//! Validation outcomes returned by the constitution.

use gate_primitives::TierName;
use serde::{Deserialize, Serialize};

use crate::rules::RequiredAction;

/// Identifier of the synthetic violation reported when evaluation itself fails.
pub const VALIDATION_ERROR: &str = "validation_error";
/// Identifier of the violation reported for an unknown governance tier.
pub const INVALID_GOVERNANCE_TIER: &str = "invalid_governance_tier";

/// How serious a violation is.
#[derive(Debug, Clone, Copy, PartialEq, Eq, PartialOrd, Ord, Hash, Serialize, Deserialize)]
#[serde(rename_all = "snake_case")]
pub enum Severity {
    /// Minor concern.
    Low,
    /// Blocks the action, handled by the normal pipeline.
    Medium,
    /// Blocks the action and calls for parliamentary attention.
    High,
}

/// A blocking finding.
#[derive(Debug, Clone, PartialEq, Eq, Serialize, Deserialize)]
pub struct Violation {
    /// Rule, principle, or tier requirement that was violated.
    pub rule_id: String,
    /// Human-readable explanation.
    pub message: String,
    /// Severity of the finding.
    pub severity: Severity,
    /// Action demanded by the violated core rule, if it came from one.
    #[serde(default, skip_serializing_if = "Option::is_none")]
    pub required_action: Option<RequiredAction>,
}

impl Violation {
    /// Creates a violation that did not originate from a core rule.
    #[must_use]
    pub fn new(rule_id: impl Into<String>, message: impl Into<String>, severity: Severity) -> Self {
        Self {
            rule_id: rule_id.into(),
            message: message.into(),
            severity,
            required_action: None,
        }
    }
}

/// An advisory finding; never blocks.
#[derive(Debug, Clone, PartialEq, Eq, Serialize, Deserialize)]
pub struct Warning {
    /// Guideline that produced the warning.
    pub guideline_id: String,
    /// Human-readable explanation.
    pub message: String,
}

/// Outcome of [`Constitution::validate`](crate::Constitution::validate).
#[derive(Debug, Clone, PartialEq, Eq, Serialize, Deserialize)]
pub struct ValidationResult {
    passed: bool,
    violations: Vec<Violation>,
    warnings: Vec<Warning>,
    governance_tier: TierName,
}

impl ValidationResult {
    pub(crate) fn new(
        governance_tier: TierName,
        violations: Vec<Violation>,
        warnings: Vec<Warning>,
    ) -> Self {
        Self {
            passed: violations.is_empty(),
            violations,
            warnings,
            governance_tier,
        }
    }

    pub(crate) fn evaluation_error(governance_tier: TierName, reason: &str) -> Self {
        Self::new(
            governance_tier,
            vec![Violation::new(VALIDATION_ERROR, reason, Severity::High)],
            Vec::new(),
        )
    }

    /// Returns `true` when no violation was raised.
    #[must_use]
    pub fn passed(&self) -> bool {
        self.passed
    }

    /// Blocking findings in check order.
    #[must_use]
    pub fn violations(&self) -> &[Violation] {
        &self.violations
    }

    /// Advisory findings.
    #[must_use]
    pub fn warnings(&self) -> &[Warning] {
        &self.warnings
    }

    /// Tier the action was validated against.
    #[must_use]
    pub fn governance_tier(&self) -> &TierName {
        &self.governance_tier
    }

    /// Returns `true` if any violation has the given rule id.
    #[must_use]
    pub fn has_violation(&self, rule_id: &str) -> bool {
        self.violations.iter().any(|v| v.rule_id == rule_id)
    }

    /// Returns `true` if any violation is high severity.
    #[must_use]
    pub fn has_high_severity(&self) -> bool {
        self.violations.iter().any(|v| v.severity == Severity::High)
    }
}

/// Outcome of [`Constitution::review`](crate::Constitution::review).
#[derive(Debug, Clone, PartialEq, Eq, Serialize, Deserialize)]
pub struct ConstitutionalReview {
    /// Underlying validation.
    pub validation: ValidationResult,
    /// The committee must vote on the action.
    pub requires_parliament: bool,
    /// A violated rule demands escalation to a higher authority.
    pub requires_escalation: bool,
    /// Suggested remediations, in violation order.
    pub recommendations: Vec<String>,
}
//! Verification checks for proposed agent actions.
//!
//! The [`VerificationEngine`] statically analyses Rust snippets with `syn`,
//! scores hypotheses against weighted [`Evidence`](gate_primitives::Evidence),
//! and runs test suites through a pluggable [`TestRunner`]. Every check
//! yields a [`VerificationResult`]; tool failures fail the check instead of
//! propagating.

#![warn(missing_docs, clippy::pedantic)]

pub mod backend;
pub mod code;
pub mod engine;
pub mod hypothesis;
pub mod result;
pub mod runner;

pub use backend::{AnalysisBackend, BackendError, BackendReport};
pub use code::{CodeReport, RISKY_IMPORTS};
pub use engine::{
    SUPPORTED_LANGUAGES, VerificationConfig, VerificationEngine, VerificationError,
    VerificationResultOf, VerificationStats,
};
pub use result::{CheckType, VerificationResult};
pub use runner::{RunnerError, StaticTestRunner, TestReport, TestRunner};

━━━━━━━━━━

Work to complete
Reproduce the data shown above exactly, including every line.

Worked solution
//! Validation outcomes returned by the constitution.

use gate_primitives::TierName;
use serde::{Deserialize, Serialize};

use crate::rules::RequiredAction;

/// Identifier of the synthetic violation reported when evaluation itself fails.
pub const VALIDATION_ERROR: &str = "validation_error";
/// Identifier of the violation reported for an unknown governance tier.
pub const INVALID_GOVERNANCE_TIER: &str = "invalid_governance_tier";

/// How serious a violation is.
#[derive(Debug, Clone, Copy, PartialEq, Eq, PartialOrd, Ord, Hash, Serialize, Deserialize)]
#[serde(rename_all = "snake_case")]
pub enum Severity {
    /// Minor concern.
    Low,
    /// Blocks the action, handled by the normal pipeline.
    Medium,
    /// Blocks the action and calls for parliamentary attention.
    High,
}

/// A blocking finding.
#[derive(Debug, Clone, PartialEq, Eq, Serialize, Deserialize)]
pub struct Violation {
    /// Rule, principle, or tier requirement that was violated.
    pub rule_id: String,
    /// Human-readable explanation.
    pub message: String,
    /// Severity of the finding.
    pub severity: Severity,
    /// Action demanded by the violated core rule, if it came from one.
    #[serde(default, skip_serializing_if = "Option::is_none")]
    pub required_action: Option<RequiredAction>,
}

impl Violation {
    /// Creates a violation that did not originate from a core rule.
    #[must_use]
    pub fn new(rule_id: impl Into<String>, message: impl Into<String>, severity: Severity) -> Self {
        Self {
            rule_id: rule_id.into(),
            message: message.into(),
            severity,
            required_action: None,
        }
    }
}

/// An advisory finding; never blocks.
#[derive(Debug, Clone, PartialEq, Eq, Serialize, Deserialize)]
pub struct Warning {
    /// Guideline that produced the warning.
    pub guideline_id: String,
    /// Human-readable explanation.
    pub message: String,
}

/// Outcome of [`Constitution::validate`](crate::Constitution::validate).
#[derive(Debug, Clone, PartialEq, Eq, Serialize, Deserialize)]
pub struct ValidationResult {
    passed: bool,
    violations: Vec<Violation>,
    warnings: Vec<Warning>,
    governance_tier: TierName,
}

impl ValidationResult {
    pub(crate) fn new(
        governance_tier: TierName,
        violations: Vec<Violation>,
        warnings: Vec<Warning>,
    ) -> Self {
        Self {
            passed: violations.is_empty(),
            violations,
            warnings,
            governance_tier,
        }
    }

    pub(crate) fn evaluation_error(governance_tier: TierName, reason: &str) -> Self {
        Self::new(
            governance_tier,
            vec![Violation::new(VALIDATION_ERROR, reason, Severity::High)],
            Vec::new(),
        )
    }

    /// Returns `true` when no violation was raised.
    #[must_use]
    pub fn passed(&self) -> bool {
        self.passed
    }

    /// Blocking findings in check order.
    #[must_use]
    pub fn violations(&self) -> &[Violation] {
        &self.violations
    }

    /// Advisory findings.
    #[must_use]
    pub fn warnings(&self) -> &[Warning] {
        &self.warnings
    }

    /// Tier the action was validated against.
    #[must_use]
    pub fn governance_tier(&self) -> &TierName {
        &self.governance_tier
    }

    /// Returns `true` if any violation has the given rule id.
    #[must_use]
    pub fn has_violation(&self, rule_id: &str) -> bool {
        self.violations.iter().any(|v| v.rule_id == rule_id)
    }

    /// Returns `true` if any violation is high severity.
    #[must_use]
    pub fn has_high_severity(&self) -> bool {
        self.violations.iter().any(|v| v.severity == Severity::High)
    }
}

/// Outcome of [`Constitution::review`](crate::Constitution::review).
#[derive(Debug, Clone, PartialEq, Eq, Serialize, Deserialize)]
pub struct ConstitutionalReview {
    /// Underlying validation.
    pub validation: ValidationResult,
    /// The committee must vote on the action.
    pub requires_parliament: bool,
    /// A violated rule demands escalation to a higher authority.
    pub requires_escalation: bool,
    /// Suggested remediations, in violation order.
    pub recommendations: Vec<String>,
}
//! Verification checks for proposed agent actions.
//!
//! The [`VerificationEngine`] statically analyses Rust snippets with `syn`,
//! scores hypotheses against weighted [`Evidence`](gate_primitives::Evidence),
//! and runs test suites through a pluggable [`TestRunner`]. Every check
//! yields a [`VerificationResult`]; tool failures fail the check instead of
//! propagating.

#![warn(missing_docs, clippy::pedantic)]

pub mod backend;
pub mod code;
pub mod engine;
pub mod hypothesis;
pub mod result;
pub mod runner;

pub use backend::{AnalysisBackend, BackendError, BackendReport};
pub use code::{CodeReport, RISKY_IMPORTS};
pub use engine::{
    SUPPORTED_LANGUAGES, VerificationConfig, VerificationEngine, VerificationError,
    VerificationResultOf, VerificationStats,
};
pub use result::{CheckType, VerificationResult};
pub use runner::{RunnerError, StaticTestRunner, TestReport, TestRunner};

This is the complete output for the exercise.